Utilizing data from ground-based encrypted automatic stations, EC reanalysis datasets, and radar observations from Qingdao and Weifang, this study conducts an intricate analysis of the morphological evolution of a supercell storm structure in the coastal region of Qingdao on June 13, 2018. The methodology employed encompasses the application of dual radar wind field inversion techniques to delineate the dynamic progression of the storm. The findings reveal that the inflow jet positioned at the rear of the supercell induces the concurrent formation of anticyclonic and cyclonic vortex pairs to the south and north flanks of the storm system, respectively. Notably, the vigorous intensification of the cyclonic vortices augments the low-level atmospheric convergence. This enhancement is conducive to the facilitation of robust upward vertical motions, thereby leading to a marked elevation in the vertical stretching term. Concurrently, the amplification of the cyclonic vorticity fortifies the rear inflow jet itself.
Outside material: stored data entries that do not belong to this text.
fn main() {
    #[cfg(all(feature = "embed", feature = "reload"))]
    compile_error!("feature \"embed\" and feature \"reload\" cannot be enabled at the same time");

    #[cfg(feature = "embed")]
    {
        use std::env;
        use std::path::PathBuf;
        let template_path = if let Ok(value) = env::var("HTTP_TEMPLATES_PATH") {
            value.to_string()
        } else {
            PathBuf::from(env!("CARGO_MANIFEST_DIR"))
                .join("templates")
                .display()
                .to_string()
        };
        minijinja_embed::embed_templates!(&template_path);
    }
}
//! Client credential extraction and verification.

use axum::http::HeaderMap;
use base64::prelude::*;
use subtle::ConstantTimeEq;

use crate::errors::OAuthError;
use crate::oauth::types::{OAuthClient, TokenForm};
use crate::storage::traits::ClientStore;

/// Client authentication material extracted from a token request
#[derive(Debug, Clone)]
pub struct ClientAuthentication {
    pub client_id: String,
    pub client_secret: Option<String>,
}

/// Extract client credentials from an HTTP Basic `Authorization` header if
/// present, otherwise from the `client_id`/`client_secret` body parameters.
///
/// The Basic payload is base64 `id:secret`, split on the first colon.
pub fn extract_client_auth(headers: &HeaderMap, form: &TokenForm) -> Option<ClientAuthentication> {
    if let Some(auth_header) = headers.get("authorization").and_then(|h| h.to_str().ok()) {
        if let Some(encoded) = auth_header.strip_prefix("Basic ") {
            if let Ok(decoded) = BASE64_STANDARD.decode(encoded) {
                if let Ok(credentials) = String::from_utf8(decoded) {
                    let (client_id, client_secret) = match credentials.split_once(':') {
                        Some((id, secret)) => (id.to_string(), Some(secret.to_string())),
                        None => (credentials, None),
                    };
                    return Some(ClientAuthentication {
                        client_id,
                        client_secret,
                    });
                }
            }
        }
    }

    form.client_id.as_ref().map(|client_id| ClientAuthentication {
        client_id: client_id.clone(),
        client_secret: form.client_secret.clone(),
    })
}

/// Authenticate a client against the registry.
///
/// Looks the client up by id and verifies the presented secret with a
/// constant-time comparison. All failures map to `invalid_client`.
pub async fn authenticate_client(
    clients: &dyn ClientStore,
    auth: Option<&ClientAuthentication>,
) -> Result<OAuthClient, OAuthError> {
    let auth = auth
        .ok_or_else(|| OAuthError::InvalidClient("Missing client credentials".to_string()))?;

    let client = clients
        .get_client(&auth.client_id)
        .await
        .map_err(|e| OAuthError::ServerError(e.to_string()))?
        .ok_or_else(|| OAuthError::InvalidClient("Invalid client_id".to_string()))?;

    if !client.active {
        return Err(OAuthError::InvalidClient(
            "Client is not active".to_string(),
        ));
    }

    let expected = client
        .client_secret
        .as_deref()
        .ok_or_else(|| OAuthError::InvalidClient("Invalid client secret".to_string()))?;
    let presented = auth
        .client_secret
        .as_deref()
        .ok_or_else(|| OAuthError::InvalidClient("Invalid client secret".to_string()))?;

    if presented.as_bytes().ct_eq(expected.as_bytes()).unwrap_u8() != 1 {
        return Err(OAuthError::InvalidClient(
            "Invalid client secret".to_string(),
        ));
    }

    Ok(client)
}

#[cfg(test)]
mod tests {
    use super::*;
    use crate::oauth::types::{GrantType, ResponseType};
    use crate::storage::inmemory::MemoryOAuthStorage;
    use axum::http::HeaderValue;
    use chrono::Utc;

    fn test_client(client_id: &str, secret: &str) -> OAuthClient {
        OAuthClient {
            client_id: client_id.to_string(),
            client_secret: Some(secret.to_string()),
            client_name: None,
            redirect_uris: vec!["https://a/cb".to_string()],
            grant_types: vec![GrantType::AuthorizationCode],
            response_types: vec![ResponseType::Code],
            scope: Some("openid".to_string()),
            active: true,
            created_at: Utc::now(),
            updated_at: Utc::now(),
        }
    }

    #[test]
    fn test_extract_prefers_basic_header() {
        let mut headers = HeaderMap::new();
        headers.insert(
            "authorization",
            HeaderValue::from_str(&format!("Basic {}", BASE64_STANDARD.encode("c1:s3cret")))
                .unwrap(),
        );
        let form = TokenForm {
            client_id: Some("other".to_string()),
            client_secret: Some("other-secret".to_string()),
            ..Default::default()
        };

        let auth = extract_client_auth(&headers, &form).unwrap();
        assert_eq!(auth.client_id, "c1");
        assert_eq!(auth.client_secret.as_deref(), Some("s3cret"));
    }

    #[test]
    fn test_extract_splits_on_first_colon() {
        let mut headers = HeaderMap::new();
        headers.insert(
            "authorization",
            HeaderValue::from_str(&format!(
                "Basic {}",
                BASE64_STANDARD.encode("c1:secret:with:colons")
            ))
            .unwrap(),
        );

        let auth = extract_client_auth(&headers, &TokenForm::default()).unwrap();
        assert_eq!(auth.client_id, "c1");
        assert_eq!(auth.client_secret.as_deref(), Some("secret:with:colons"));
    }

    #[test]
    fn test_extract_falls_back_to_body_params() {
        let form = TokenForm {
            client_id: Some("c1".to_string()),
            client_secret: Some("s3cret".to_string()),
            ..Default::default()
        };

        let auth = extract_client_auth(&HeaderMap::new(), &form).unwrap();
        assert_eq!(auth.client_id, "c1");
        assert_eq!(auth.client_secret.as_deref(), Some("s3cret"));

        assert!(extract_client_auth(&HeaderMap::new(), &TokenForm::default()).is_none());
    }

    #[tokio::test]
    async fn test_authenticate_client_failures() {
        let storage = MemoryOAuthStorage::new();
        storage.store_client(&test_client("c1", "s3cret")).await.unwrap();
        let mut inactive = test_client("c2", "s3cret");
        inactive.active = false;
        storage.store_client(&inactive).await.unwrap();

        let err = authenticate_client(&storage, None).await.unwrap_err();
        assert_eq!(err.code(), "invalid_client");

        let auth = ClientAuthentication {
            client_id: "nope".to_string(),
            client_secret: Some("s3cret".to_string()),
        };
        let err = authenticate_client(&storage, Some(&auth)).await.unwrap_err();
        assert_eq!(err, OAuthError::InvalidClient("Invalid client_id".to_string()));

        let auth = ClientAuthentication {
            client_id: "c2".to_string(),
            client_secret: Some("s3cret".to_string()),
        };
        let err = authenticate_client(&storage, Some(&auth)).await.unwrap_err();
        assert_eq!(err, OAuthError::InvalidClient("Client is not active".to_string()));

        let auth = ClientAuthentication {
            client_id: "c1".to_string(),
            client_secret: Some("wrong".to_string()),
        };
        let err = authenticate_client(&storage, Some(&auth)).await.unwrap_err();
        assert_eq!(err, OAuthError::InvalidClient("Invalid client secret".to_string()));

        let auth = ClientAuthentication {
            client_id: "c1".to_string(),
            client_secret: Some("s3cret".to_string()),
        };
        let client = authenticate_client(&storage, Some(&auth)).await.unwrap();
        assert_eq!(client.client_id, "c1");
    }
}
Upon the rear inflow jet's advancement to the front side of the supercell, it engages in a dynamic interaction with the ambient easterly winds. This interaction precipitates the genesis of a nascent convective cell at the juncture characterized by the storm bow's protrusion, culminating in a transformative alteration in the supercell's morphology. In a sequential pattern, an anticyclonic storm initially exhibits a diminution in the upper atmospheric strata, subsequently extending its influence downward. The inception of the new convective cell on the front side of the supercell is notably instigated in the middle layer.